Gloria Jean Watkins, as Gloria Jean Hooks, was born on September 25, 1952, in Hopkinsville, Kentucky. In 1978, she published her first book, “And There We Wept,” a collection of poems. She then went on to write and publish her first book “Isn’t it true that I’m a woman? Feminism and Black Women “in the year 1981
Hooks died after an unexplained illness, according to Berea College in Kentucky, where she worked as a professor.
“bell came into the life of many Bereans in 2004 to help the College get closer to its Great Commitments, particularly the Fifth Great Commitment focused on the kinship of all people and interracial education; the Sixth Great Commitment dedicated to gender equality; and the Eighth Great Commitment centered on service to Appalachia,” the school wrote in a statement.
“In 2017, bell dedicated her papers to Berea College, ensuring that future generations of Bereans will know her work and the impact she had on the intersections of race, gender, place, class and sexuality.”
Hooks’ pen name was Bell Hooks, after her great-grandmother Bell Blair Hooks.
She wrote over 40 books, many of which dealt with feminism and race issues. According to The Poetry Foundation, she won various prizes, including the Lila-Wallace—Digest Reader’s Fund Writer’s Award and was recognized one of our nation’s greatest public thinkers by The Atlantic Monthly.

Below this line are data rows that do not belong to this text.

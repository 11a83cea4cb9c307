// ============================================================================
// IMAGE I/O — decode files into pixel buffers and encode them back out
// ============================================================================

use image::codecs::bmp::BmpEncoder;
use image::codecs::jpeg::JpegEncoder;
use image::codecs::png::PngEncoder;
use image::{ColorType, DynamicImage, ImageEncoder, ImageError, RgbaImage};
use std::fs::File;
use std::io::{BufWriter, Write};
use std::path::Path;

use crate::pixels::PixelBuffer;

/// Output formats supported by [`save_buffer`].
#[derive(Clone, Copy, Debug, PartialEq, Eq, Default)]
pub enum SaveFormat {
    #[default]
    Png,
    Jpeg,
    Bmp,
    Tiff,
}

/// Compression options for TIFF format
#[derive(Clone, Copy, Debug, PartialEq, Eq, Default)]
pub enum TiffCompression {
    #[default]
    None,
    Lzw,
    Deflate,
}

impl SaveFormat {
    pub fn extension(&self) -> &'static str {
        match self {
            SaveFormat::Png => "png",
            SaveFormat::Jpeg => "jpg",
            SaveFormat::Bmp => "bmp",
            SaveFormat::Tiff => "tiff",
        }
    }

    /// Parse a format name or file extension (case-insensitive).
    pub fn from_name(name: &str) -> Option<Self> {
        match name.to_lowercase().as_str() {
            "png" => Some(SaveFormat::Png),
            "jpeg" | "jpg" => Some(SaveFormat::Jpeg),
            "bmp" => Some(SaveFormat::Bmp),
            "tiff" | "tif" => Some(SaveFormat::Tiff),
            _ => None,
        }
    }

    pub fn from_path(path: &Path) -> Option<Self> {
        path.extension()
            .and_then(|e| e.to_str())
            .and_then(Self::from_name)
    }
}

impl TiffCompression {
    pub fn from_name(name: &str) -> Self {
        match name.to_lowercase().as_str() {
            "lzw" => TiffCompression::Lzw,
            "deflate" => TiffCompression::Deflate,
            _ => TiffCompression::None,
        }
    }
}

/// Decode an image file into an RGBA8 pixel buffer.
pub fn load_buffer(path: &Path) -> Result<PixelBuffer, ImageError> {
    let img = image::open(path)?.to_rgba8();
    PixelBuffer::from_rgba_image(&img).ok_or_else(|| {
        ImageError::IoError(std::io::Error::other(format!(
            "{} decoded to an empty image",
            path.display()
        )))
    })
}

/// Encode `buffer` to `path` in the given format.
pub fn save_buffer(
    buffer: &PixelBuffer,
    path: &Path,
    format: SaveFormat,
    quality: u8,
    tiff_compression: TiffCompression,
) -> Result<(), ImageError> {
    encode_and_write(&buffer.to_rgba_image(), path, format, quality, tiff_compression)
}

fn encode_and_write(
    image: &RgbaImage,
    path: &Path,
    format: SaveFormat,
    quality: u8,
    tiff_compression: TiffCompression,
) -> Result<(), ImageError> {
    let mut writer = BufWriter::new(File::create(path)?);
    let (w, h) = image.dimensions();

    match format {
        SaveFormat::Png => {
            PngEncoder::new(&mut writer).write_image(image.as_raw(), w, h, ColorType::Rgba8)?
        }
        SaveFormat::Jpeg => {
            // No alpha in JPEG
            let rgb = DynamicImage::ImageRgba8(image.clone()).to_rgb8();
            JpegEncoder::new_with_quality(&mut writer, quality.clamp(1, 100))
                .write_image(rgb.as_raw(), w, h, ColorType::Rgb8)?
        }
        SaveFormat::Bmp => {
            BmpEncoder::new(&mut writer).write_image(image.as_raw(), w, h, ColorType::Rgba8)?
        }
        SaveFormat::Tiff => write_tiff(&mut writer, image, tiff_compression)?,
    }

    writer.flush()?;
    Ok(())
}

fn write_tiff<W: std::io::Write + std::io::Seek>(
    writer: &mut W,
    image: &RgbaImage,
    compression: TiffCompression,
) -> Result<(), ImageError> {
    use tiff::encoder::{TiffEncoder, colortype::RGBA8, compression as tc};

    let err_map = |e: tiff::TiffError| {
        ImageError::IoError(std::io::Error::other(format!("TIFF encode error: {}", e)))
    };
    let mut enc = TiffEncoder::new(writer).map_err(err_map)?;
    let (w, h) = (image.width(), image.height());
    let written = match compression {
        TiffCompression::None => enc.write_image::<RGBA8>(w, h, image.as_raw()),
        TiffCompression::Lzw => enc.write_image_with_compression::<RGBA8, _>(w, h, tc::Lzw, image.as_raw()),
        TiffCompression::Deflate => {
            enc.write_image_with_compression::<RGBA8, _>(w, h, tc::Deflate::default(), image.as_raw())
        }
    };
    written.map_err(err_map)
}

#[cfg(test)]
mod tests {
    use super::*;
    use crate::pixels::Pixel;

    fn temp_path(name: &str) -> std::path::PathBuf {
        std::env::temp_dir().join(format!("filterer-io-{}-{}", std::process::id(), name))
    }

    #[test]
    fn format_lookup() {
        assert_eq!(SaveFormat::from_name("JPG"), Some(SaveFormat::Jpeg));
        assert_eq!(SaveFormat::from_name("tif"), Some(SaveFormat::Tiff));
        assert_eq!(SaveFormat::from_name("gif"), None);
        assert_eq!(SaveFormat::from_name("tga"), None);
        assert_eq!(SaveFormat::from_path(Path::new("a/b.PNG")), Some(SaveFormat::Png));
        assert_eq!(SaveFormat::Jpeg.extension(), "jpg");
    }

    #[test]
    fn png_save_then_load_is_lossless() {
        let mut buf = PixelBuffer::new(3, 2, Pixel::new(10, 20, 30, 255)).unwrap();
        buf.set(1, 1, Pixel::new(200, 100, 50, 128));
        let path = temp_path("lossless.png");
        save_buffer(&buf, &path, SaveFormat::Png, 90, TiffCompression::None).unwrap();
        let loaded = load_buffer(&path).unwrap();
        let _ = std::fs::remove_file(&path);
        assert_eq!(loaded, buf);
    }

    #[test]
    fn tiff_lzw_save_then_load() {
        let buf = PixelBuffer::new(4, 4, Pixel::new(1, 2, 3, 4)).unwrap();
        let path = temp_path("lzw.tiff");
        save_buffer(&buf, &path, SaveFormat::Tiff, 90, TiffCompression::Lzw).unwrap();
        let loaded = load_buffer(&path).unwrap();
        let _ = std::fs::remove_file(&path);
        assert_eq!(loaded, buf);
    }

    #[test]
    fn bmp_save_then_load_is_lossless() {
        let mut buf = PixelBuffer::new(5, 3, Pixel::new(40, 80, 120, 255)).unwrap();
        buf.set(4, 2, Pixel::new(255, 0, 7, 255));
        buf.set(0, 1, Pixel::new(0, 0, 0, 255));
        let path = temp_path("lossless.bmp");
        save_buffer(&buf, &path, SaveFormat::Bmp, 90, TiffCompression::None).unwrap();
        let loaded = load_buffer(&path).unwrap();
        let _ = std::fs::remove_file(&path);
        assert_eq!(loaded, buf);
    }

    #[test]
    fn jpeg_keeps_size_and_drops_alpha() {
        let buf = PixelBuffer::new(16, 8, Pixel::new(200, 60, 30, 90)).unwrap();
        let path = temp_path("solid.jpg");
        save_buffer(&buf, &path, SaveFormat::Jpeg, 95, TiffCompression::None).unwrap();
        let loaded = load_buffer(&path).unwrap();
        let _ = std::fs::remove_file(&path);

        assert_eq!((loaded.width(), loaded.height()), (16, 8));
        let close = |a: u8, b: u8| (a as i32 - b as i32).abs() <= 3;
        for p in loaded.pixels() {
            assert!(close(p.red, 200) && close(p.green, 60) && close(p.blue, 30), "{:?}", p);
            assert_eq!(p.alpha, 255);
        }
    }

    #[test]
    fn missing_file_is_an_error() {
        assert!(load_buffer(&temp_path("does-not-exist.png")).is_err());
    }
}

Hooks began writing poetry at the age of ten, according to the Kentucky Writers Hall of Fame, where she was honored in 2018. She acquired a powerful voice against racism and sexism as a young woman, which eventually bled into her hundreds of books and essays on the intersections of race, gender, class, and oppression and power systems.
Hooks began writing “Ain’t I a Woman,” a pioneering book on Black feminism, while a student at Stanford University, where she graduated in 1973. She got a master’s degree in English from the University of Wisconsin-Madison and a doctorate in literature from the University of California, Santa Cruz. Toni Morrison was the subject of her PhD dissertation.
Hooks taught African American studies at Yale in 1988 after teaching at UC-Santa Cruz, and then women’s studies at Oberlin College. She taught at City College of New York before settling at Berea College in Kentucky.
Her publications introduced many people to feminist thinking over the course of her career, particularly variants of feminism that were more inclusive of the lives and concerns of Black women and women of color. But, notably in a sequence of volumes published in the early 2000s, some of her most important work was about love.
“I want my work to be about healing,” she said in 2018, according to The Lexington Herald-Leader. “I am a fortunate writer because every day of my life practically I get a letter, a phone call from someone who tells me how my work has transformed their life.”